Stored items →
* * *
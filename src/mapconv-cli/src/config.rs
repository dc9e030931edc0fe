//! Settings management for the mapconv CLI
//!
//! Settings use the same shape as the converter's legacy `config.json`
//! (`folders`, `keyNames`, `defaultTileset`, `verbosity`), so such a file can
//! be used as-is. TOML is the default format for newly written settings.

use anyhow::{bail, Context, Result};
use mapconv::{KeyNames, Options};
use serde::{Deserialize, Serialize};
use std::collections::BTreeMap;
use std::fs;
use std::path::{Path, PathBuf};

/// Settings file picked up from the working directory
pub const LOCAL_SETTINGS: &str = "config.json";

#[derive(Debug, Clone, PartialEq, Eq, Serialize, Deserialize)]
#[serde(default)]
pub struct Folders {
    pub input: PathBuf,
    pub output: PathBuf,
}

impl Default for Folders {
    fn default() -> Self {
        Self {
            input: PathBuf::from("./input/"),
            output: PathBuf::from("./output/"),
        }
    }
}

#[derive(Debug, Clone, PartialEq, Eq, Serialize, Deserialize)]
#[serde(default, rename_all = "camelCase")]
pub struct Settings {
    pub default_tileset: String,
    pub verbosity: u8,
    pub folders: Folders,
    pub key_names: KeyNames,
    /// Keys this tool does not use, written back unchanged on save
    #[serde(flatten)]
    pub extra: BTreeMap<String, serde_json::Value>,
}

impl Default for Settings {
    fn default() -> Self {
        let options = Options::default();
        Self {
            default_tileset: options.tileset,
            verbosity: options.verbosity,
            folders: Folders::default(),
            key_names: options.keys,
            extra: BTreeMap::new(),
        }
    }
}

enum Format {
    Json,
    Toml,
}

impl Format {
    fn of(path: &Path) -> Self {
        match path.extension().and_then(|e| e.to_str()) {
            Some(ext) if ext.eq_ignore_ascii_case("json") => Format::Json,
            _ => Format::Toml,
        }
    }
}

impl Settings {
    /// Get the path to the user settings file
    pub fn config_path() -> Result<PathBuf> {
        let config_dir = dirs::config_dir()
            .context("Could not determine config directory")?
            .join("mapconv");

        Ok(config_dir.join("config.toml"))
    }

    /// Pick the settings file to use
    ///
    /// An explicit path always wins. Otherwise `./config.json` is used when it
    /// exists, then the user settings file.
    pub fn locate(explicit: Option<&Path>) -> Result<PathBuf> {
        if let Some(path) = explicit {
            return Ok(path.to_path_buf());
        }

        let local = PathBuf::from(LOCAL_SETTINGS);
        if local.is_file() {
            return Ok(local);
        }

        Self::config_path()
    }

    /// Load settings from `path`, or defaults if it doesn't exist
    pub fn load_from(path: &Path) -> Result<Self> {
        if !path.exists() {
            return Ok(Settings::default());
        }

        let contents = fs::read_to_string(path)
            .with_context(|| format!("Failed to read settings from {}", path.display()))?;

        let settings: Settings = match Format::of(path) {
            Format::Json => serde_json::from_str(&contents)
                .with_context(|| format!("Failed to parse settings file {}", path.display()))?,
            Format::Toml => toml::from_str(&contents)
                .with_context(|| format!("Failed to parse settings file {}", path.display()))?,
        };

        settings.validate()?;
        Ok(settings)
    }

    /// Save settings to `path`, creating parent directories as needed
    pub fn save_to(&self, path: &Path) -> Result<()> {
        if let Some(parent) = path.parent().filter(|p| !p.as_os_str().is_empty()) {
            fs::create_dir_all(parent).with_context(|| {
                format!("Failed to create config directory at {}", parent.display())
            })?;
        }

        let contents = match Format::of(path) {
            Format::Json => {
                serde_json::to_string_pretty(self).context("Failed to serialize settings")?
            }
            Format::Toml => toml::to_string_pretty(self).context("Failed to serialize settings")?,
        };

        fs::write(path, contents)
            .with_context(|| format!("Failed to write settings to {}", path.display()))?;

        Ok(())
    }

    /// Reject key names that would collide in the output document
    pub fn validate(&self) -> Result<()> {
        let conflicts = self.key_names.conflicts();
        if !conflicts.is_empty() {
            bail!(
                "Duplicate output key name(s) in keyNames: {}",
                conflicts.join(", ")
            );
        }
        Ok(())
    }

    /// Conversion options for the library, with an optional tileset override
    pub fn options(&self, tileset: Option<&str>) -> Options {
        Options {
            keys: self.key_names.clone(),
            tileset: tileset.unwrap_or(&self.default_tileset).to_string(),
            verbosity: self.verbosity,
        }
    }
}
* * *
Activity → Copy out the records once more, with nothing altered.

Your response →
filename src/mapconv-cli/src/config.rs
repository dc9e030931edc0fe
//! Settings management for the mapconv CLI
//!
//! Settings use the same shape as the converter's legacy `config.json`
//! (`folders`, `keyNames`, `defaultTileset`, `verbosity`), so such a file can
//! be used as-is. TOML is the default format for newly written settings.

use anyhow::{bail, Context, Result};
use mapconv::{KeyNames, Options};
use serde::{Deserialize, Serialize};
use std::collections::BTreeMap;
use std::fs;
use std::path::{Path, PathBuf};

/// Settings file picked up from the working directory
pub const LOCAL_SETTINGS: &str = "config.json";

#[derive(Debug, Clone, PartialEq, Eq, Serialize, Deserialize)]
#[serde(default)]
pub struct Folders {
    pub input: PathBuf,
    pub output: PathBuf,
}

impl Default for Folders {
    fn default() -> Self {
        Self {
            input: PathBuf::from("./input/"),
            output: PathBuf::from("./output/"),
        }
    }
}

#[derive(Debug, Clone, PartialEq, Eq, Serialize, Deserialize)]
#[serde(default, rename_all = "camelCase")]
pub struct Settings {
    pub default_tileset: String,
    pub verbosity: u8,
    pub folders: Folders,
    pub key_names: KeyNames,
    /// Keys this tool does not use, written back unchanged on save
    #[serde(flatten)]
    pub extra: BTreeMap<String, serde_json::Value>,
}

impl Default for Settings {
    fn default() -> Self {
        let options = Options::default();
        Self {
            default_tileset: options.tileset,
            verbosity: options.verbosity,
            folders: Folders::default(),
            key_names: options.keys,
            extra: BTreeMap::new(),
        }
    }
}

enum Format {
    Json,
    Toml,
}

impl Format {
    fn of(path: &Path) -> Self {
        match path.extension().and_then(|e| e.to_str()) {
            Some(ext) if ext.eq_ignore_ascii_case("json") => Format::Json,
            _ => Format::Toml,
        }
    }
}

impl Settings {
    /// Get the path to the user settings file
    pub fn config_path() -> Result<PathBuf> {
        let config_dir = dirs::config_dir()
            .context("Could not determine config directory")?
            .join("mapconv");

        Ok(config_dir.join("config.toml"))
    }

    /// Pick the settings file to use
    ///
    /// An explicit path always wins. Otherwise `./config.json` is used when it
    /// exists, then the user settings file.
    pub fn locate(explicit: Option<&Path>) -> Result<PathBuf> {
        if let Some(path) = explicit {
            return Ok(path.to_path_buf());
        }

        let local = PathBuf::from(LOCAL_SETTINGS);
        if local.is_file() {
            return Ok(local);
        }

        Self::config_path()
    }

    /// Load settings from `path`, or defaults if it doesn't exist
    pub fn load_from(path: &Path) -> Result<Self> {
        if !path.exists() {
            return Ok(Settings::default());
        }

        let contents = fs::read_to_string(path)
            .with_context(|| format!("Failed to read settings from {}", path.display()))?;

        let settings: Settings = match Format::of(path) {
            Format::Json => serde_json::from_str(&contents)
                .with_context(|| format!("Failed to parse settings file {}", path.display()))?,
            Format::Toml => toml::from_str(&contents)
                .with_context(|| format!("Failed to parse settings file {}", path.display()))?,
        };

        settings.validate()?;
        Ok(settings)
    }

    /// Save settings to `path`, creating parent directories as needed
    pub fn save_to(&self, path: &Path) -> Result<()> {
        if let Some(parent) = path.parent().filter(|p| !p.as_os_str().is_empty()) {
            fs::create_dir_all(parent).with_context(|| {
                format!("Failed to create config directory at {}", parent.display())
            })?;
        }

        let contents = match Format::of(path) {
            Format::Json => {
                serde_json::to_string_pretty(self).context("Failed to serialize settings")?
            }
            Format::Toml => toml::to_string_pretty(self).context("Failed to serialize settings")?,
        };

        fs::write(path, contents)
            .with_context(|| format!("Failed to write settings to {}", path.display()))?;

        Ok(())
    }

    /// Reject key names that would collide in the output document
    pub fn validate(&self) -> Result<()> {
        let conflicts = self.key_names.conflicts();
        if !conflicts.is_empty() {
            bail!(
                "Duplicate output key name(s) in keyNames: {}",
                conflicts.join(", ")
            );
        }
        Ok(())
    }

    /// Conversion options for the library, with an optional tileset override
    pub fn options(&self, tileset: Option<&str>) -> Options {
        Options {
            keys: self.key_names.clone(),
            tileset: tileset.unwrap_or(&self.default_tileset).to_string(),
            verbosity: self.verbosity,
        }
    }
}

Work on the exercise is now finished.